Среди рабочих депо героически трудился, не щадя ни сил, ни самой жизни, во имя победы и машинист Александр Иванович Жаринов.

В один из дней тягчайшего сорок первого года он привел состав из Москвы в Рыбное. Дальше вести поезд предстояло другой бригаде, он рассчитывал отдохнуть немного в оборотном депо, а потом взять состав на Москву. Отдых был необходим: ведь бригада ушла в рейс, не успев отдохнуть после предыдущего, да и рейс выдался трудным: уголь дали плохой, одну пыль, не хватало пару. Пока доехали до Рыбного, намучились изрядно.



Но отдохнуть не удалось. Паровоз погнали на поворотный круг, развернули и поставили под воинский эшелон в сторону Москвы. Дежурный по станции велел Жаринову поскорее проверить тормоза, сделать, что там ему надо, и немедленно отправляться, так как эшелон приказано пускать на правах курьерского.

Жаринов знал: такой приказ имело право дать только Министерство путей сообщения. На железных дорогах существует старшинство поездов. У каждого типа поездов — свои права. Составы с машинами и металлом пропускают раньше других грузов, продовольствие — еще раньше, скоропортящиеся грузы имеют преимущества перед продовольственными, а вообще «служебная лестница» поездов по их типам имеет не меньше пятнадцати ступеней и каждому поезду, в зависимости от того, чем он гружен, отводится свое место в графике. Одно и то же расстояние разные поезда покрывают в разное время. Есть составы, идущие вообще вне очереди. Но все равно самые важные — это пассажирские, которым положено уступать дорогу, не говоря уж о курьерских. Когда идет курьерский, составы, которые могут помешать ему, отставляются на запасные пути, а если курьерский опаздывает, из-за него порою ломают график, только бы поскорее пропустить.

Жаринов хорошо понимал: эшелон теплушек, получивший права курьерского, это кое-что да значит. Торопливо осматривал паровоз и радовался, что попался такой поезд. Задерживать никто не посмеет, до Москвы домчится быстро и отдохнет, наконец, дома. Работать приходилось целыми сутками вот уже какую неделю, и неизвестно, откуда только брались силы. Но дело не в силах. При такой работе того и гляди начнут слипаться веки — и беды не оберешься.

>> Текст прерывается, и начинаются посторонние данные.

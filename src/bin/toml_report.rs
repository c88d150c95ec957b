use anyhow::Context;
use clap::Parser;
use sales_etl::core::ConfigProvider;
use sales_etl::utils::error::ErrorSeverity;
use sales_etl::utils::{display, logger, validation::Validate};
use sales_etl::{EtlEngine, LocalStorage, SalesPipeline, TomlConfig};

#[derive(Parser)]
#[command(name = "toml-report")]
#[command(about = "Sales cleaning report driven by a TOML configuration file")]
struct Args {
    /// Path to TOML configuration file
    #[arg(short, long, default_value = "sales-report.toml")]
    config: String,

    /// Override source.path from config
    #[arg(short, long)]
    input: Option<String>,

    /// Override analytics.month from config
    #[arg(long)]
    month: Option<u32>,

    /// Enable verbose output
    #[arg(short, long)]
    verbose: bool,

    /// Override monitoring setting from config
    #[arg(long)]
    monitor: Option<bool>,

    /// Show what would be processed without executing
    #[arg(long)]
    dry_run: bool,
}

#[tokio::main]
async fn main() -> anyhow::Result<()> {
    let args = Args::parse();

    // 載入 TOML 配置
    let mut config = match TomlConfig::from_file(&args.config)
        .with_context(|| format!("loading config file '{}'", args.config))
    {
        Ok(config) => config,
        Err(e) => {
            eprintln!("❌ Failed to load config: {:#}", e);
            eprintln!("💡 Make sure the file exists and is valid TOML format");
            std::process::exit(1);
        }
    };

    // 初始化日誌
    if config.json_logs() {
        logger::init_json_logger();
    } else {
        logger::init_cli_logger(args.verbose);
    }
    tracing::info!("🚀 Starting TOML-based sales report");
    tracing::info!("📁 Loaded configuration from: {}", args.config);

    // 應用命令列覆蓋設定
    if let Some(input) = &args.input {
        config.source.path = Some(input.clone());
        tracing::info!("🔧 Input overridden to: {}", input);
    }
    if let Some(month) = args.month {
        config.analytics.month = Some(month);
        tracing::info!("🔧 Month filter overridden to: {}", month);
    }

    if let Err(e) = config.validate() {
        tracing::error!("❌ Configuration validation failed: {}", e);
        tracing::error!("💡 Suggestion: {}", e.recovery_suggestion());
        eprintln!("❌ {}", e.user_friendly_message());
        std::process::exit(1);
    }

    display_config_summary(&config, &args);

    if args.dry_run {
        tracing::info!("🔍 DRY RUN MODE - No actual processing will occur");
        return Ok(());
    }

    let monitor_enabled = args.monitor.unwrap_or_else(|| config.monitoring_enabled());

    let storage = LocalStorage::new(config.output_path());
    let pipeline = SalesPipeline::new(storage, config);
    let engine = EtlEngine::new_with_monitoring(pipeline, monitor_enabled);

    match engine.run().await {
        Ok(output) => {
            display::print_run_report(&output);
            println!("✅ ETL process completed successfully!");
            println!("📁 Output saved to: {}", output.output_path);
        }
        Err(e) => {
            tracing::error!(
                "❌ ETL process failed: {} (Category: {:?}, Severity: {:?})",
                e,
                e.category(),
                e.severity()
            );
            eprintln!("❌ {}", e.user_friendly_message());
            eprintln!("💡 建議: {}", e.recovery_suggestion());

            let exit_code = match e.severity() {
                ErrorSeverity::Low => 0,
                ErrorSeverity::Medium => 2,
                ErrorSeverity::High => 1,
                ErrorSeverity::Critical => 3,
            };
            if exit_code > 0 {
                std::process::exit(exit_code);
            }
        }
    }

    Ok(())
}

fn display_config_summary(config: &TomlConfig, args: &Args) {
    println!("📋 Configuration Summary:");
    println!(
        "  Pipeline: {} v{}",
        config.pipeline.name, config.pipeline.version
    );
    if let Some(description) = &config.pipeline.description {
        println!("  Description: {}", description);
    }
    println!("  Input: {}", config.input_path());
    println!(
        "  Delimiter: {:?}, Header row: {}",
        config.delimiter() as char,
        config.has_header()
    );
    if sales_etl::config::is_workbook(config.input_path()) {
        println!("  Sheet layout: {:?}", config.workbook_layout());
    }
    println!("  Fold accents: {}", config.fold_accents());
    println!("  Top products: {}", config.top_products_limit());
    if let Some(month) = config.month_filter() {
        println!("  Month filter: {}", month);
    }
    println!(
        "  Output: {}/{}",
        config.output_path(),
        config.archive_name()
    );
    println!("  Formats: {}", config.output_formats().join(", "));

    if args.dry_run {
        println!("  🔍 DRY RUN MODE ENABLED");
    }

    println!();
}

Военным комендантом на станции Рыбное был пожилой, очень спокойный человек. Если ему требовалось срочно отправить груз, он не отдавал строгих приказов, не делал важного и таинственного лица, а просто объяснял людям, чем вызвана срочность. Люди видели, что, действительно, груз нельзя держать ни минуты и старались, как могли.

Жаринову военный комендант сказал: — В теплушках — истребители танков со своим оружием. Они должны скорее попасть на участок фронта, где могут прорваться фашистские танки. Надо бы, конечно, на самолетах людей перебросить, но такой возможности нет. Понятно вам, как надо ехать?

Жаринов ответил, что ему понятно. Пока он осматривал машину и разговаривал с комендантом, его помощник Федя Нечушкин и кочегар Ефим Хрисанов хорошо заправили топку, подняли пар, накачали в котел полную норму воды.

Возле паровоза появились двое военных в полушубках.

— Скоро?

— Сейчас, сейчас, товарищи, — ответил комендант, — поедете без остановок.

Запыхавшись от быстрой ходьбы, подошел главный кондуктор в брезентовом плаще поверх длинного тулупа.

— Поехали, механик, — тихо сказал он Жаринову. Вдоль вагонов виднелись силуэты солдат, слышался неясный говор. Может быть, потому, что все говорили вполголоса, или оттого, что вот эти люди в полушубках через несколько часов прямо с ходу должны пойти в бой против танков, обстановка казалась тревожной.

— По вагонам, — приказал командир, и команда, тоже передаваемая вполголоса, покатилась вдоль теплушек.

Без сигнала Жаринов открыл регулятор. Лязгнули буфера. Поезд был не очень тяжелый и тронулся с места легко.

В будке стоял полумрак. Горели только крошечные фитильки у манометра и водомерного стекла: паровозные бригады строго соблюдали светомаскировку. К такому освещению успели привыкнуть; по ночам в зимние холода в будке машиниста закрывали и затягивали брезентом двери и становилось даже уютно. На этот раз не было ни мороза, ни уюта: будку продувал сильный ветер.